Others did lose, though, Long Island farmers whose lands Moses confiscated for state highways, middle-class neighborhoods in the way of his superhighways, and the city's poor who were at best nuisances to the elitist Moses during his decades in power. Combining his management of city affairs with his longer-standing role as state Parks Commission president, Moses was a Nietzschean nightmare of will-to-power pragmatism run amok. As Caro explains it, power was a path to glory, and glory a path to power, in a way that made Moses deaf to all other considerations, both idealistic and practical.

Eventually it made him corrupt, though not in the way it's more commonly understood. "Some men aren't satisfied unless they have caviar," said John A. Coleman, a broker of considerable power himself. "Moses would have been happy with a ham sandwich - and power."

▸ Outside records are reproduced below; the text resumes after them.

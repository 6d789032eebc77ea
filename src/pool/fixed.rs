//! Fixed block pool
//!
//! A single CAS-protected free list over an owned arena of equal-size
//! blocks. The free-list link is the header word of each block, so the pool
//! needs no side table.
//!
//! ## Invariants
//!
//! - Every block value is initialised once at construction and stays
//!   initialised for the lifetime of the pool (type-stable memory)
//! - A block is on the free list iff its `live` flag is clear
//! - The head's tag increments on every successful CAS, so a thread that
//!   read a stale head can never swing it back (ABA)

use crate::error::{Error, Result};
use std::mem;
use std::sync::atomic::{AtomicBool, AtomicU32, AtomicU64, AtomicUsize, Ordering};

/// Largest number of blocks a single pool can hold
pub const MAX_BLOCKS: usize = 65534;

/// Index value reserved as "no block"
pub const INVALID_INDEX: u32 = 0xFFFF;

/// Free-list head: block index plus ABA tag, packed into one atomic word
#[derive(Debug, Clone, Copy, PartialEq, Eq)]
struct FreeHead {
    index: u32,
    tag: u32,
}

impl FreeHead {
    fn pack(self) -> u64 {
        (u64::from(self.tag) << 32) | u64::from(self.index)
    }

    fn unpack(raw: u64) -> Self {
        Self {
            index: raw as u32,
            tag: (raw >> 32) as u32,
        }
    }
}

#[repr(C)]
struct Block<T> {
    /// Next free block while this one is on the free list
    next: AtomicU32,
    live: AtomicBool,
    value: T,
}

/// Fixed-capacity lock-free pool of `T` blocks
///
/// Blocks are addressed by index. `allocate` hands out an index whose value
/// may be used through shared references (interior mutability in `T`);
/// `deallocate` returns it. Exhaustion is a normal `None`, never a wait.
pub struct FixedPool<T> {
    blocks: Box<[Block<T>]>,
    head: AtomicU64,
    free: AtomicUsize,
}

impl<T: Default> FixedPool<T> {
    /// Create a pool of `num_blocks` default-initialised blocks
    pub fn new(num_blocks: usize) -> Result<Self> {
        if num_blocks > MAX_BLOCKS {
            return Err(Error::InvalidArgument(format!(
                "pool of {} blocks exceeds the maximum of {}",
                num_blocks, MAX_BLOCKS
            )));
        }

        let blocks: Box<[Block<T>]> = (0..num_blocks)
            .map(|i| {
                let next = if i + 1 < num_blocks {
                    (i + 1) as u32
                } else {
                    INVALID_INDEX
                };
                Block {
                    next: AtomicU32::new(next),
                    live: AtomicBool::new(false),
                    value: T::default(),
                }
            })
            .collect();

        let first = if num_blocks == 0 { INVALID_INDEX } else { 0 };

        Ok(Self {
            blocks,
            head: AtomicU64::new(FreeHead { index: first, tag: 0 }.pack()),
            free: AtomicUsize::new(num_blocks),
        })
    }
}

impl<T> FixedPool<T> {
    /// Size in bytes of one block, header included
    pub const fn block_size() -> usize {
        mem::size_of::<Block<T>>()
    }

    /// Total number of blocks
    pub fn capacity(&self) -> usize {
        self.blocks.len()
    }

    /// Number of free blocks (exact when no operation is in flight)
    pub fn free_blocks(&self) -> usize {
        self.free.load(Ordering::Relaxed)
    }

    /// Every block is free
    pub fn is_empty(&self) -> bool {
        self.free_blocks() == self.capacity()
    }

    /// No block is free
    pub fn is_full(&self) -> bool {
        FreeHead::unpack(self.head.load(Ordering::Acquire)).index == INVALID_INDEX
    }

    /// Pop a block off the free list
    pub fn allocate(&self) -> Option<u32> {
        let mut current = self.head.load(Ordering::Acquire);

        loop {
            let head = FreeHead::unpack(current);
            if head.index == INVALID_INDEX {
                return None;
            }

            // A stale head may name a block that was handed out meanwhile;
            // its `next` is then garbage but the tagged CAS below fails.
            let next = self.blocks[head.index as usize].next.load(Ordering::Acquire);
            let replacement = FreeHead {
                index: next,
                tag: head.tag.wrapping_add(1),
            };

            match self.head.compare_exchange_weak(
                current,
                replacement.pack(),
                Ordering::AcqRel,
                Ordering::Acquire,
            ) {
                Ok(_) => {
                    self.free.fetch_sub(1, Ordering::Relaxed);
                    self.blocks[head.index as usize]
                        .live
                        .store(true, Ordering::Release);
                    return Some(head.index);
                }
                Err(actual) => {
                    current = actual;
                    std::hint::spin_loop();
                }
            }
        }
    }

    /// Push a block back onto the free list
    pub fn deallocate(&self, index: u32) -> Result<()> {
        let block = self.blocks.get(index as usize).ok_or_else(|| {
            Error::NotOwned(format!(
                "block {} is outside a pool of {} blocks",
                index,
                self.capacity()
            ))
        })?;

        if !block.live.swap(false, Ordering::AcqRel) {
            return Err(Error::NotOwned(format!("block {} is already free", index)));
        }

        let mut current = self.head.load(Ordering::Acquire);
        loop {
            let head = FreeHead::unpack(current);
            block.next.store(head.index, Ordering::Release);
            let replacement = FreeHead {
                index,
                tag: head.tag.wrapping_add(1),
            };

            match self.head.compare_exchange_weak(
                current,
                replacement.pack(),
                Ordering::AcqRel,
                Ordering::Acquire,
            ) {
                Ok(_) => {
                    self.free.fetch_add(1, Ordering::Relaxed);
                    return Ok(());
                }
                Err(actual) => {
                    current = actual;
                    std::hint::spin_loop();
                }
            }
        }
    }

    /// Return the block holding `value` to the free list
    pub fn deallocate_ptr(&self, value: &T) -> Result<()> {
        let index = self.index_of(value).ok_or_else(|| {
            Error::NotOwned(format!("pointer {:p} is not a block of this pool", value))
        })?;
        self.deallocate(index)
    }

    /// Value stored in block `index`
    pub fn get(&self, index: u32) -> Option<&T> {
        self.blocks.get(index as usize).map(|block| &block.value)
    }

    /// Whether `ptr` addresses the value of one of this pool's blocks
    pub fn valid(&self, ptr: *const T) -> bool {
        self.index_of_ptr(ptr).is_some()
    }

    /// Block index of a value handed out by this pool
    pub fn index_of(&self, value: &T) -> Option<u32> {
        self.index_of_ptr(value as *const T)
    }

    fn index_of_ptr(&self, ptr: *const T) -> Option<u32> {
        let first = self.blocks.first()?;
        let base = &first.value as *const T as usize;
        let stride = Self::block_size();
        let offset = (ptr as usize).checked_sub(base)?;

        if offset % stride != 0 {
            return None;
        }
        let index = offset / stride;
        (index < self.blocks.len()).then_some(index as u32)
    }
}

impl<T> std::fmt::Debug for FixedPool<T> {
    fn fmt(&self, f: &mut std::fmt::Formatter<'_>) -> std::fmt::Result {
        f.debug_struct("FixedPool")
            .field("capacity", &self.capacity())
            .field("free", &self.free_blocks())
            .finish()
    }
}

Caro's book is an engaging landmark account of Moses' path, full of vibrant characters like Al Smith and Nelson Rockefeller with whom Moses dealt and clashed. It presents a sense of New York City as an almost living thing, an infrastructure challenge not only because of its developed landscape but because of its unique demands of demographics and geography - only one of its five boroughs, the Bronx, is on the American mainland. Moses' solutions, however, were often worse than the problems.

Caro spends a long time on Moses' foibles but never really explains how he amassed such a collection of structural triumphs. Shea Stadium, for example, is only touched upon as background to the failure of Moses' 1964-65 World's Fair. His state work, especially upstate, is almost entirely ignored. In damning Moses, Caro leans on some well-researched critical facts as well as some points about Moses' resistance to mass transit that doesn't allow for the fact Moses was not the only believer in the power of the automobile. The book reads like quicksilver at points, yet drags in others, especially when Caro is beating home the point of how little Moses cared about other people.

I'm glad I read "Power Broker", but I can't ever see myself trying to read it in toto again. It's exhaustive, single-minded, and giant in scope - much like the man it's about.